■ TASK TO CARRY OUT
When a line in the entries below contains the word "CircuitRecord", copy that line.

(Dataset entries)
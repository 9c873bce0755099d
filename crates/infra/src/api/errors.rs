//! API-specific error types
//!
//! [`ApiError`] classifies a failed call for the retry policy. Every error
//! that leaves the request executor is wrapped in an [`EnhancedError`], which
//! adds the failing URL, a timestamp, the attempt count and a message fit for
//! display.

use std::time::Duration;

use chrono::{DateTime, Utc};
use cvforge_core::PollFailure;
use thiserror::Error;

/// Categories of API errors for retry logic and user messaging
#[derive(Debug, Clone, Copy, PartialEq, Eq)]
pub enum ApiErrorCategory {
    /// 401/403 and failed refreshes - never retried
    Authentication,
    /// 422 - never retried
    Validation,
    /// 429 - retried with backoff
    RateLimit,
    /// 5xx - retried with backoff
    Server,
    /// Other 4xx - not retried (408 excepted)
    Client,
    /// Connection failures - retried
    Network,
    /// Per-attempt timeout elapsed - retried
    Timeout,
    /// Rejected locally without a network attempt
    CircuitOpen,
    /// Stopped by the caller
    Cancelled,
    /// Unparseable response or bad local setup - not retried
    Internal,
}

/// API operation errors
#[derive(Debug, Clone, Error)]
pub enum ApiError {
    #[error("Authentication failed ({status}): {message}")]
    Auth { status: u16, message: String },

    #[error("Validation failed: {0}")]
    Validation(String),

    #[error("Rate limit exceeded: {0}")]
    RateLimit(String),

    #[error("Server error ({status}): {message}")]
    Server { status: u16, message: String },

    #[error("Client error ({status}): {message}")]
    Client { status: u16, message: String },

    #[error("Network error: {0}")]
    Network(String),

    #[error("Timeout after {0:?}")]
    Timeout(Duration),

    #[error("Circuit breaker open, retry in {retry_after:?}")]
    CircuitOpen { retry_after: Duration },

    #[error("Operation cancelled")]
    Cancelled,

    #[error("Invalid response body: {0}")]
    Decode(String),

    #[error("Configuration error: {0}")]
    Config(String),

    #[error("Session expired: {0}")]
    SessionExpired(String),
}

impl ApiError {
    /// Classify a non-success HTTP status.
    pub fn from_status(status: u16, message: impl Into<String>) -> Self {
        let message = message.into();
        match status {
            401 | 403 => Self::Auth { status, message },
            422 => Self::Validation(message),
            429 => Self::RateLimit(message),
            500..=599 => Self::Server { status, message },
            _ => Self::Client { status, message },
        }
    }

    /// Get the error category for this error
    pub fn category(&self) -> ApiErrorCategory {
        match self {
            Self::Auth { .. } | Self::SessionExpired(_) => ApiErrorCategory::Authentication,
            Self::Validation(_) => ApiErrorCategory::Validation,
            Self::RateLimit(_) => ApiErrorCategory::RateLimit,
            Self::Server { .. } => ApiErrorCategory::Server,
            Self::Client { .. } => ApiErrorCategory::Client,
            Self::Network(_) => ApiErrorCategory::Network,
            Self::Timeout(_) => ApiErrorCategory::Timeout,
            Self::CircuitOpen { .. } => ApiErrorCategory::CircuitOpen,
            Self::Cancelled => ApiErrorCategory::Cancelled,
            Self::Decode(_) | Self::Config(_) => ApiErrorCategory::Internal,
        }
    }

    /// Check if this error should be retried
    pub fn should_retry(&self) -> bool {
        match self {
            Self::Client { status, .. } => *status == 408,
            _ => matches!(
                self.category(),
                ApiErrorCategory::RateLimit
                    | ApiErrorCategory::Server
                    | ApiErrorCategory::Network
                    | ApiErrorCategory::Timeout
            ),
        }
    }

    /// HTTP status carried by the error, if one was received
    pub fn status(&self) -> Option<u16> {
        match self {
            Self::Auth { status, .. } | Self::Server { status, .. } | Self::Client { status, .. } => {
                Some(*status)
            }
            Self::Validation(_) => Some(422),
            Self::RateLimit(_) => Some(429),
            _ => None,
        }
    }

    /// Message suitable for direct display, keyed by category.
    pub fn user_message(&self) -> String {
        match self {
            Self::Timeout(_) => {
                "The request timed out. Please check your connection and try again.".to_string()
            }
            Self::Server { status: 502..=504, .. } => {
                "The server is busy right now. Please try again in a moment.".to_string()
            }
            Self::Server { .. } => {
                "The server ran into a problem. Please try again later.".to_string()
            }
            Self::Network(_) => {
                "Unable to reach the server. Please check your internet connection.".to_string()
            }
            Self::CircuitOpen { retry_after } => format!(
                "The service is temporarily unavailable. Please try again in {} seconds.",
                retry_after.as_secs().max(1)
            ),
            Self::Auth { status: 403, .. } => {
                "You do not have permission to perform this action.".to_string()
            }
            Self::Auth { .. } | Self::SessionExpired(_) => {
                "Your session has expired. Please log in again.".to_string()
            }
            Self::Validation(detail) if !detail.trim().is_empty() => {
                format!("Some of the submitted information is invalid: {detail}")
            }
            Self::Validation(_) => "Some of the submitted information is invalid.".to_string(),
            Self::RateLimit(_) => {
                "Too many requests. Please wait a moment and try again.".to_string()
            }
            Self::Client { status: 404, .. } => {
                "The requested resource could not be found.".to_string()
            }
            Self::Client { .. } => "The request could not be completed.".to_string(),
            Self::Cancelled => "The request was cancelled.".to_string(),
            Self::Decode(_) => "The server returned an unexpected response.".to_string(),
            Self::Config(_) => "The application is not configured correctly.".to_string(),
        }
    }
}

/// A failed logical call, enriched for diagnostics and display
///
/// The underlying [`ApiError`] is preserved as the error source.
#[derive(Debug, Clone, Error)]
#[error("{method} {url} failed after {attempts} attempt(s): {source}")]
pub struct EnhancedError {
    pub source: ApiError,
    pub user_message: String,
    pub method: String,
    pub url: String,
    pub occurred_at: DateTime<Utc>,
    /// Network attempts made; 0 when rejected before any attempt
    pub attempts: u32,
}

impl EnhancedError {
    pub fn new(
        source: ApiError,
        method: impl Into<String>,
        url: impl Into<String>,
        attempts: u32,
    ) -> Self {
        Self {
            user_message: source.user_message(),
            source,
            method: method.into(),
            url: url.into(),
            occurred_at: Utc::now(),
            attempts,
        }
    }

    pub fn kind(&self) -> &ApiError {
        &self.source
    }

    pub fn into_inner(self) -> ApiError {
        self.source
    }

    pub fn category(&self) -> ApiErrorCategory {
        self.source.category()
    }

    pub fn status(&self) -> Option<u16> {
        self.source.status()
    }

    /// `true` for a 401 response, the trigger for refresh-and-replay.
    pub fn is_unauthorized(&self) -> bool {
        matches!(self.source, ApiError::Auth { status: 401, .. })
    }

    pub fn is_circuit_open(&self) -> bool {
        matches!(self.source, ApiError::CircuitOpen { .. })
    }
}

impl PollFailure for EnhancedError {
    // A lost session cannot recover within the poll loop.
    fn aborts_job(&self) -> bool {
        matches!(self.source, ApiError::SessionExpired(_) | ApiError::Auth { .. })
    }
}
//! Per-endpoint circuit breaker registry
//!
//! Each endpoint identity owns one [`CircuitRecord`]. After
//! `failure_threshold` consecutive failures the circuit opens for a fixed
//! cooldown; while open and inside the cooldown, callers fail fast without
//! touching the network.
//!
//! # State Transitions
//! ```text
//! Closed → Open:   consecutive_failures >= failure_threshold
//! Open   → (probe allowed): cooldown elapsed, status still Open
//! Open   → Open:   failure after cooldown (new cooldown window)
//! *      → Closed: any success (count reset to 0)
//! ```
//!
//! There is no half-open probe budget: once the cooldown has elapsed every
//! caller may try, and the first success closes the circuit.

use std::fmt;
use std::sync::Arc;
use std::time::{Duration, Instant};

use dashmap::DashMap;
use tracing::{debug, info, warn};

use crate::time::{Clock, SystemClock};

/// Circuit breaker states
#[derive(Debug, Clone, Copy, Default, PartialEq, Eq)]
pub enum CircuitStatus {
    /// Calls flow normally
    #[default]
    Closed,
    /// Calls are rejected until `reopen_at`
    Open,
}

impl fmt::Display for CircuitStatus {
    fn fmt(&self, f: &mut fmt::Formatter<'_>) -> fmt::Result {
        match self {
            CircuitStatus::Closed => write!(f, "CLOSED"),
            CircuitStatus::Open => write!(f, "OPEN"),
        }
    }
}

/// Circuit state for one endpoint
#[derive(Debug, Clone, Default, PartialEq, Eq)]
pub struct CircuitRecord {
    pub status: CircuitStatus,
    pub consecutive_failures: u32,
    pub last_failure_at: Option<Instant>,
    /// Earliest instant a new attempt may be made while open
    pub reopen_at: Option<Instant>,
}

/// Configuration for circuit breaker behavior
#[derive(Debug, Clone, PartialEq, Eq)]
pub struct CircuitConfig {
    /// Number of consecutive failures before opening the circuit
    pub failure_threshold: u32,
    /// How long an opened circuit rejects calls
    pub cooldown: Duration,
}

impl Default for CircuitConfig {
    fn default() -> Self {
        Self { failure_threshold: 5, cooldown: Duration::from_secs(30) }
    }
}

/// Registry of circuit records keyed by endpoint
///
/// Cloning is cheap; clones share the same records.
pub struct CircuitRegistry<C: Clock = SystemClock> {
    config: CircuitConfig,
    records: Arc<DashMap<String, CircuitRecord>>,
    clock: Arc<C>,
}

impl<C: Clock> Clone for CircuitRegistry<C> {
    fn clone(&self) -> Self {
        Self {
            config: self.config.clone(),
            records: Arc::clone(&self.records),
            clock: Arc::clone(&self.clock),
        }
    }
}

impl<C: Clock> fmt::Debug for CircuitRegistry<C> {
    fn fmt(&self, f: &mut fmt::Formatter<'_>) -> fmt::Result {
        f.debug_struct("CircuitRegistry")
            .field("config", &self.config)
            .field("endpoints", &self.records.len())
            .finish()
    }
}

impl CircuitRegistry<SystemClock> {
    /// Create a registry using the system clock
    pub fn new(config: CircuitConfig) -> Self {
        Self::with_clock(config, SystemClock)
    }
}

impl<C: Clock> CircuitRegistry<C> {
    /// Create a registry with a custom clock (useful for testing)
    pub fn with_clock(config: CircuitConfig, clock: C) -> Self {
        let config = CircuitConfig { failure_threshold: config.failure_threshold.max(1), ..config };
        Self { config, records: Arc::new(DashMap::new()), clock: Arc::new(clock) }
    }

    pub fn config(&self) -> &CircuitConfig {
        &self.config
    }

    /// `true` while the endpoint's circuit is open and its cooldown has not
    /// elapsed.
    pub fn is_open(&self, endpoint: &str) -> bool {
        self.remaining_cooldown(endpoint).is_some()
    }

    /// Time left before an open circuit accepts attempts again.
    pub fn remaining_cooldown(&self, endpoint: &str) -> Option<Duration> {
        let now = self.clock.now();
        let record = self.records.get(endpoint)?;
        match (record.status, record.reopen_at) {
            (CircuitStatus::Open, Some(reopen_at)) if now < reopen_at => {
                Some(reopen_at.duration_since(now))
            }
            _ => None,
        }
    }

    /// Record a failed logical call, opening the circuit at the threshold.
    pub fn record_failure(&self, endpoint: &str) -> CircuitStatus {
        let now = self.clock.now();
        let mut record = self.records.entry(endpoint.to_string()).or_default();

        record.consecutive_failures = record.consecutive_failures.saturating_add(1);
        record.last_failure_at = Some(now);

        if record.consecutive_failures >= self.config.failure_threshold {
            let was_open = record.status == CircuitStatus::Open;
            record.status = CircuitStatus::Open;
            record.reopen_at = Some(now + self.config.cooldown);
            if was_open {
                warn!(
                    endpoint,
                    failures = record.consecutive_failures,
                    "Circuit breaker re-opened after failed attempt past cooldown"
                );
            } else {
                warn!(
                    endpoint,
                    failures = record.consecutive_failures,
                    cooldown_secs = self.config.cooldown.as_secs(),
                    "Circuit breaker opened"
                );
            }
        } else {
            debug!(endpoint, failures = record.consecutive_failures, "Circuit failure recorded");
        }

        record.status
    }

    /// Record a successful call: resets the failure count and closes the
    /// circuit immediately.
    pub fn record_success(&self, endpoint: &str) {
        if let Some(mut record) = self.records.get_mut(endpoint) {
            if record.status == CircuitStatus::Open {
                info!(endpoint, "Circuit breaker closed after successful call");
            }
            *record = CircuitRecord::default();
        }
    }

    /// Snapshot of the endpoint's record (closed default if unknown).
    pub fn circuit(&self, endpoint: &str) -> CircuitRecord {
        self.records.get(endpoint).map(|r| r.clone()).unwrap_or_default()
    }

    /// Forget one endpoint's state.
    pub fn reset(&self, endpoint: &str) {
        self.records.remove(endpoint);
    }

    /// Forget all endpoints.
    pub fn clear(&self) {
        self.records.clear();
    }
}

---

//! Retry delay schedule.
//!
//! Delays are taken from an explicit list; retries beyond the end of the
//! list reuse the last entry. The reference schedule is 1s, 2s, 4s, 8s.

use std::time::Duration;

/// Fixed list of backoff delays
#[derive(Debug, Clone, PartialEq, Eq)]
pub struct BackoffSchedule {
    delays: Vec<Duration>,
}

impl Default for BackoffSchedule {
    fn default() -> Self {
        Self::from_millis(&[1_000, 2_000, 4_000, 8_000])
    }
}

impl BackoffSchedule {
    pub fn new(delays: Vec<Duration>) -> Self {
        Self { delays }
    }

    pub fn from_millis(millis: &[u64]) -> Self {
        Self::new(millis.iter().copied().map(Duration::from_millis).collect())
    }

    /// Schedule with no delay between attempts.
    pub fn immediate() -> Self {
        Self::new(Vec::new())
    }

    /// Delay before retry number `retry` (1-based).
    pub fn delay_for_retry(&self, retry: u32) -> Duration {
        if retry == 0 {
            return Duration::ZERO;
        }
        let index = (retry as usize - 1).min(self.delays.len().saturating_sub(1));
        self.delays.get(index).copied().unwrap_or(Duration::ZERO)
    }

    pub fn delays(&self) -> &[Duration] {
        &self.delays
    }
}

■ YOUR RESPONSE
//! Each endpoint identity owns one [`CircuitRecord`]. After
pub struct CircuitRecord {
    records: Arc<DashMap<String, CircuitRecord>>,
            *record = CircuitRecord::default();
    pub fn circuit(&self, endpoint: &str) -> CircuitRecord {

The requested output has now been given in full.